Skin Effect Assignment Help | Skin Effect Homework Help

Skin Effect

The current density j remains constant over any given section when a steady current passes through a uniform wire. But, when an alternating current of high frequency flows through a wire, the current density is not uniform at all points across a section. There is a great current density at the surface layers than at the interior layers of the conductor. When the frequency is very large, the current is almost entirely confined to the surface layer. This phenomenon is called Skin Effect. Since the alternating currents of high frequency do not pass through the entire cross-section of the wire, the effective resistance of a wire for A.C. is much greater than that for D.C. Hence the conductor required to carry high-frequency alternating currents consists of a number of strands of fine wire connected in parallel at their ends, and insulted throughout their length from each other. This increases the surface area and thus decreases the resistance. Such a conductor ha s negligible skin effect and it’s A.C. resistance is very nearly equal to its D.C. resistance.
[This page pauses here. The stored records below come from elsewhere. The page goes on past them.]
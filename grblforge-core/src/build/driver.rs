use std::path::{Path, PathBuf};

use anyhow::{Context, Result};
use serde::Serialize;
use tracing::{error, info, warn};

use super::artifact::{find_artifact, publish_artifact};
use super::builder::Builder;
use crate::generate::MachineBuild;
use crate::render::{render_document, write_atomic, BuildTemplate};

/// Where and how the driver builds.
#[derive(Debug, Clone)]
pub struct BuildSettings {
    /// Firmware source tree; the builder runs here.
    pub firmware_dir: PathBuf,
    /// Config file name written into `firmware_dir`.
    pub config_name: String,
    /// Published artifacts land here.
    pub output_dir: PathBuf,
    /// Recognized artifact extensions, without the dot.
    pub artifact_extensions: Vec<String>,
    pub artifact_prefix: String,
    /// Already-formatted timestamp embedded in artifact names.
    pub timestamp: String,
    /// Run the builder's clean step before each build.
    pub clean: bool,
}

impl BuildSettings {
    /// `<firmware>/.pio/build/<identifier>`
    pub fn build_dir(&self, identifier: &str) -> PathBuf {
        self.firmware_dir.join(".pio").join("build").join(identifier)
    }
}

/// Result of building one variant.
#[derive(Debug, Clone, PartialEq, Serialize)]
#[serde(tag = "status", rename_all = "snake_case")]
pub enum BuildStatus {
    Built { artifact: PathBuf },
    ArtifactMissing,
    Failed { exit_code: Option<i32>, stderr: String },
}

#[derive(Debug, Clone, Serialize)]
pub struct BuildEntry {
    pub variant: String,
    pub identifier: String,
    #[serde(flatten)]
    pub status: BuildStatus,
}

impl BuildEntry {
    pub fn failed(&self) -> bool {
        matches!(self.status, BuildStatus::Failed { .. })
    }
}

#[derive(Debug, Clone, Serialize)]
pub struct MachineReport {
    pub label: String,
    pub board_symbol: String,
    pub driver: String,
    pub entries: Vec<BuildEntry>,
}

/// Per-variant outcomes of a build run, grouped by machine.
#[derive(Debug, Clone, Default, Serialize)]
pub struct BuildReport {
    pub machines: Vec<MachineReport>,
}

impl BuildReport {
    pub fn entries(&self) -> impl Iterator<Item = &BuildEntry> {
        self.machines.iter().flat_map(|m| m.entries.iter())
    }

    pub fn total(&self) -> usize {
        self.entries().count()
    }

    pub fn failed(&self) -> usize {
        self.entries().filter(|e| e.failed()).count()
    }

    pub fn succeeded(&self) -> usize {
        self.total() - self.failed()
    }

    pub fn artifacts_missing(&self) -> usize {
        self.entries()
            .filter(|e| e.status == BuildStatus::ArtifactMissing)
            .count()
    }

    pub fn has_failures(&self) -> bool {
        self.failed() > 0
    }
}

/// Builds each planned environment in turn through a [`Builder`].
pub struct BuildDriver<B: Builder> {
    builder: B,
    settings: BuildSettings,
}

impl<B: Builder> BuildDriver<B> {
    pub fn new(builder: B, settings: BuildSettings) -> Self {
        Self { builder, settings }
    }

    pub fn settings(&self) -> &BuildSettings {
        &self.settings
    }

    /// Build every environment sequentially.
    ///
    /// A failed build is recorded and the run moves on. Only failing to write
    /// the config file or to create the output directory aborts the run.
    pub fn run(
        &self,
        builds: &[MachineBuild],
        template: &BuildTemplate,
        build_date: &str,
    ) -> Result<BuildReport> {
        std::fs::create_dir_all(&self.settings.output_dir).with_context(|| {
            format!(
                "Failed to create output directory {:?}",
                self.settings.output_dir
            )
        })?;

        let mut report = BuildReport::default();
        for machine in builds {
            info!("--- Processing {} ---", machine.label);
            let mut entries = Vec::with_capacity(machine.environments.len());

            for env in &machine.environments {
                info!("  Building variant: {}", env.display_name);
                let config = render_document(std::slice::from_ref(env), template, build_date)?;
                let config_path = self.settings.firmware_dir.join(&self.settings.config_name);
                write_atomic(&config_path, &config)
                    .with_context(|| format!("Failed to write config for {}", env.identifier))?;

                let status = self.build_one(&env.identifier);
                entries.push(BuildEntry {
                    variant: env.display_name.clone(),
                    identifier: env.identifier.clone(),
                    status,
                });
            }

            report.machines.push(MachineReport {
                label: machine.label.clone(),
                board_symbol: machine.board_symbol.clone(),
                driver: machine.driver.clone(),
                entries,
            });
        }

        info!(
            "Builds complete: {} total, {} succeeded, {} failed",
            report.total(),
            report.succeeded(),
            report.failed()
        );
        Ok(report)
    }

    fn build_one(&self, identifier: &str) -> BuildStatus {
        let work_dir = self.settings.firmware_dir.as_path();

        if self.settings.clean {
            if let Err(e) = self.builder.clean(identifier, work_dir) {
                warn!("Clean failed for {}: {:#}", identifier, e);
            }
        }

        let output = match self.builder.build(identifier, work_dir) {
            Ok(output) => output,
            Err(e) => {
                error!("  [FAILED] {}: {:#}", identifier, e);
                return BuildStatus::Failed {
                    exit_code: None,
                    stderr: format!("{:#}", e),
                };
            }
        };

        if !output.success {
            error!(
                "  [FAILED] {} exited with {:?}\n{}",
                identifier, output.exit_code, output.stderr
            );
            return BuildStatus::Failed {
                exit_code: output.exit_code,
                stderr: output.stderr,
            };
        }

        info!("  [SUCCESS] {}", identifier);
        self.collect_artifact(identifier, &self.settings.build_dir(identifier))
    }

    fn collect_artifact(&self, identifier: &str, build_dir: &Path) -> BuildStatus {
        let Some(artifact) = find_artifact(build_dir, &self.settings.artifact_extensions) else {
            warn!("No artifact found in {:?} for {}", build_dir, identifier);
            return BuildStatus::ArtifactMissing;
        };

        match publish_artifact(
            &artifact,
            &self.settings.output_dir,
            &self.settings.artifact_prefix,
            identifier,
            &self.settings.timestamp,
        ) {
            Ok(path) => BuildStatus::Built { artifact: path },
            Err(e) => {
                warn!("Could not publish artifact for {}: {:#}", identifier, e);
                BuildStatus::ArtifactMissing
            }
        }
    }
}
Explanation. When the current passes along the axis of a cylindrical wire, the magnetic flux is finite. When the same current passes through the surface of the wire, the magnetic flux within the wire is zero. The current is changing with time with a fixed frequency over the entire cross-section. Hence the rate of change of flux in the wire is greater due to a current near the axis than that for a current near the periphery.  As the induced e.m.f. opposes the applied e.m.f, the effective resistance or impedance is higher at the centre than in the outer layers. Hence less current passes through the inner layers than thorough the outer ones. Since the reactance is dependent on frequency (XL =ωL = 2πvL), the magnitude of the effect is greater at higher frequencies.